Mis padres estuvieron en el estadio de Pacaembú viendo el trabajoso 2 a 2 de Uruguay frente a España. Y se asombraron, pocos días después, en Maracaná, presenciando una lección de fútbol, cuando Brasil le propinó a la misma España que tanto nos había costado un humillante 6 a 1.
Mi vieja, atemorizada, se negó a ir a la final. El viejo, por el contrario, no podía faltar y allí estuvo, rodeado de brasileños, ya que la Confederación Brasileña de Fútbol, CBF, para evitar que Uruguay tuviese hinchada orgánica y bullanguera mandó sentar a los nuestros uno lejos de otro.
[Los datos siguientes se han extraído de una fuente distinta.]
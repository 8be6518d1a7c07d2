//! Control identifiers, text cleanup and natural dotted-numeric ordering.

use std::cmp::Ordering;
use std::fmt;

use serde::{Deserialize, Serialize};

/// Characters that render as nothing and must never distinguish two identifiers.
const INVISIBLE_CHARS: &[char] = &[
    '\u{00AD}', // soft hyphen
    '\u{200B}', // zero width space
    '\u{200C}', // zero width non-joiner
    '\u{200D}', // zero width joiner
    '\u{2060}', // word joiner
    '\u{FEFF}', // byte order mark
];

/// Collapse every run of Unicode whitespace (NBSP included) into a single
/// ASCII space, drop invisible characters, and trim both ends.
pub fn normalize_text(raw: &str) -> String {
    let visible: String = raw.chars().filter(|c| !INVISIBLE_CHARS.contains(c)).collect();
    let mut out = String::with_capacity(visible.len());
    for word in visible.split_whitespace() {
        if !out.is_empty() {
            out.push(' ');
        }
        out.push_str(word);
    }
    out
}

/// An atomic control reference: trimmed, single-line, never empty.
///
/// Equality is exact string equality on the normalized text. Ordering is
/// natural dotted-numeric (see [`natural_cmp`]) with a lexical tie-break so
/// that `Ord` stays consistent with `Eq`.
#[derive(Debug, Clone, PartialEq, Eq, Hash, Serialize, Deserialize)]
#[serde(transparent)]
pub struct ControlId(String);

impl ControlId {
    /// Normalize `raw` into an identifier; `None` when nothing visible remains.
    pub fn new(raw: &str) -> Option<Self> {
        let text = normalize_text(raw);
        if text.is_empty() {
            None
        } else {
            Some(Self(text))
        }
    }

    pub fn as_str(&self) -> &str {
        &self.0
    }

    pub fn into_string(self) -> String {
        self.0
    }
}

impl fmt::Display for ControlId {
    fn fmt(&self, f: &mut fmt::Formatter<'_>) -> fmt::Result {
        f.write_str(&self.0)
    }
}

impl AsRef<str> for ControlId {
    fn as_ref(&self) -> &str {
        &self.0
    }
}

impl Ord for ControlId {
    fn cmp(&self, other: &Self) -> Ordering {
        natural_cmp(&self.0, &other.0)
    }
}

impl PartialOrd for ControlId {
    fn partial_cmp(&self, other: &Self) -> Option<Ordering> {
        Some(self.cmp(other))
    }
}

/// One dot-separated segment, classified for comparison.
enum Segment<'a> {
    /// Digits with leading zeros stripped ("0" stays "0").
    Number(&'a str),
    Text(&'a str),
}

fn classify(segment: &str) -> Segment<'_> {
    if !segment.is_empty() && segment.bytes().all(|b| b.is_ascii_digit()) {
        let trimmed = segment.trim_start_matches('0');
        Segment::Number(if trimmed.is_empty() { "0" } else { trimmed })
    } else {
        Segment::Text(segment)
    }
}

fn compare_segments(a: &str, b: &str) -> Ordering {
    match (classify(a), classify(b)) {
        // Digit strings without leading zeros compare as integers by length first,
        // which sidesteps overflow for arbitrarily long numbers.
        (Segment::Number(x), Segment::Number(y)) => x.len().cmp(&y.len()).then_with(|| x.cmp(y)),
        (Segment::Number(_), Segment::Text(_)) => Ordering::Less,
        (Segment::Text(_), Segment::Number(_)) => Ordering::Greater,
        (Segment::Text(x), Segment::Text(y)) => x.cmp(y),
    }
}

/// Natural dotted-numeric comparison.
///
/// Segments are compared pairwise: numbers as integers, text lexically, and a
/// number always before text at the same depth. A strict prefix sorts first.
/// Strings that are still equal (e.g. `"01"` and `"1"`) fall back to a plain
/// lexical comparison.
pub fn natural_cmp(a: &str, b: &str) -> Ordering {
    let mut left = a.split('.');
    let mut right = b.split('.');
    loop {
        match (left.next(), right.next()) {
            (None, None) => return a.cmp(b),
            (None, Some(_)) => return Ordering::Less,
            (Some(_), None) => return Ordering::Greater,
            (Some(x), Some(y)) => {
                let ord = compare_segments(x, y);
                if ord != Ordering::Equal {
                    return ord;
                }
            }
        }
    }
}

/// Sort strings in place using [`natural_cmp`].
pub fn natural_sort<S: AsRef<str>>(items: &mut [S]) {
    items.sort_by(|a, b| natural_cmp(a.as_ref(), b.as_ref()));
}

#[cfg(test)]
mod tests {
    use super::*;
    use std::collections::BTreeSet;

    #[test]
    fn normalize_collapses_nbsp_and_whitespace() {
        assert_eq!(normalize_text("\u{00A0} 5.31\u{00A0}\t"), "5.31");
        assert_eq!(normalize_text("Annex\u{00A0}A  5.1"), "Annex A 5.1");
        assert_eq!(normalize_text("GL\u{200B}-1"), "GL-1");
        assert_eq!(normalize_text(" \u{00A0}\u{FEFF} "), "");
    }

    #[test]
    fn control_id_rejects_blank() {
        assert!(ControlId::new("").is_none());
        assert!(ControlId::new("\u{00A0}").is_none());
        assert_eq!(ControlId::new(" 4.1 ").unwrap().as_str(), "4.1");
    }

    #[test]
    fn ids_differing_only_in_invisible_chars_are_equal() {
        assert_eq!(ControlId::new("4.1\u{00A0}"), ControlId::new("4.1"));
        assert_eq!(ControlId::new("\u{FEFF}4.1"), ControlId::new("4.1"));
    }

    #[test]
    fn numeric_segments_compare_as_integers() {
        let mut items = vec!["9.2", "9.10", "9.1"];
        natural_sort(&mut items);
        assert_eq!(items, vec!["9.1", "9.2", "9.10"]);
    }

    #[test]
    fn numbers_sort_before_text_at_same_depth() {
        assert_eq!(natural_cmp("7.4", "A.1"), Ordering::Less);
        assert_eq!(natural_cmp("A.7.4.6", "A.7.4.10"), Ordering::Less);
        assert_eq!(natural_cmp("GL-1", "GL-2"), Ordering::Less);
    }

    #[test]
    fn prefix_sorts_first() {
        assert_eq!(natural_cmp("6.1", "6.1.2"), Ordering::Less);
        assert_eq!(natural_cmp("6.1.2", "6.1"), Ordering::Greater);
    }

    #[test]
    fn leading_zeros_tie_break_lexically() {
        assert_eq!(natural_cmp("01", "1"), Ordering::Less);
        assert_ne!(natural_cmp("1", "01"), Ordering::Equal);
    }

    #[test]
    fn huge_numbers_do_not_overflow() {
        assert_eq!(
            natural_cmp("1.99999999999999999999999", "1.100000000000000000000000"),
            Ordering::Less
        );
    }

    #[test]
    fn btreeset_iterates_in_natural_order() {
        let set: BTreeSet<ControlId> = ["10.1", "2.1", "A.5", "2.10", "2.9"]
            .iter()
            .filter_map(|s| ControlId::new(s))
            .collect();
        let ordered: Vec<&str> = set.iter().map(|c| c.as_str()).collect();
        assert_eq!(ordered, vec!["2.1", "2.9", "2.10", "10.1", "A.5"]);
    }
}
Presenció la euforia inicial de la imponente multitud cuando Brasil se puso uno a cero, afirmando durante todo el resto de su vida que el gol norteño había sido un descarado off-side.
Y cuando Alcides Ghiggia puso heroicamente el 2 a 1 a nuestro favor se puso de pie como accionado por un resorte, en medio de una tribuna silenciosa, hasta que un segundo después un arranque de lucidez e instinto de conservación le hizo volver a tomar asiento, sin proferir palabra o grito alguno y fingiendo contrariedad en su rostro. Ya participaría luego del festejo en el Hotel Paysandú de Río, llamado mágicamente como su ciudad natal.
Ayer se fue el flaco de los pies alados que formó parte de la máquina de Peñarol de 1949 de la que siempre hablaba el viejo, pero que, trascendiendo las camisetas clubistas, vestido de celeste le dio al uruguay la más grande hazaña deportiva en la historia planetaria. Es más: si hubiese fútbol en Plutón, seguramente no habría nunca otro maracanazo.
Mentiría si dijera que sentí ayer el lacerante dolor de la muerte real de mis viejos, ocurrida hace varias décadas. Pero sí fui –y soy– presa de un dolor sordo pero perfectamente perceptible. La muerte de Ghiggia, último héroe de Maracaná, genera el estruendo lúgubre de una pesada losa que cae, cerrando definitivamente el tiempo de mis padres y la era del Uruguay de las vacas gordas y los títulos mundiales. Desde ayer, Montevideo ya no es la misma ciudad que pisaron y donde se conocieron en el barrio Parque Rodó. Y yo, eterno pibe metido incómodamente en el cuerpo de un señor ya madurito, me siento, por primera vez, un hombre mayor.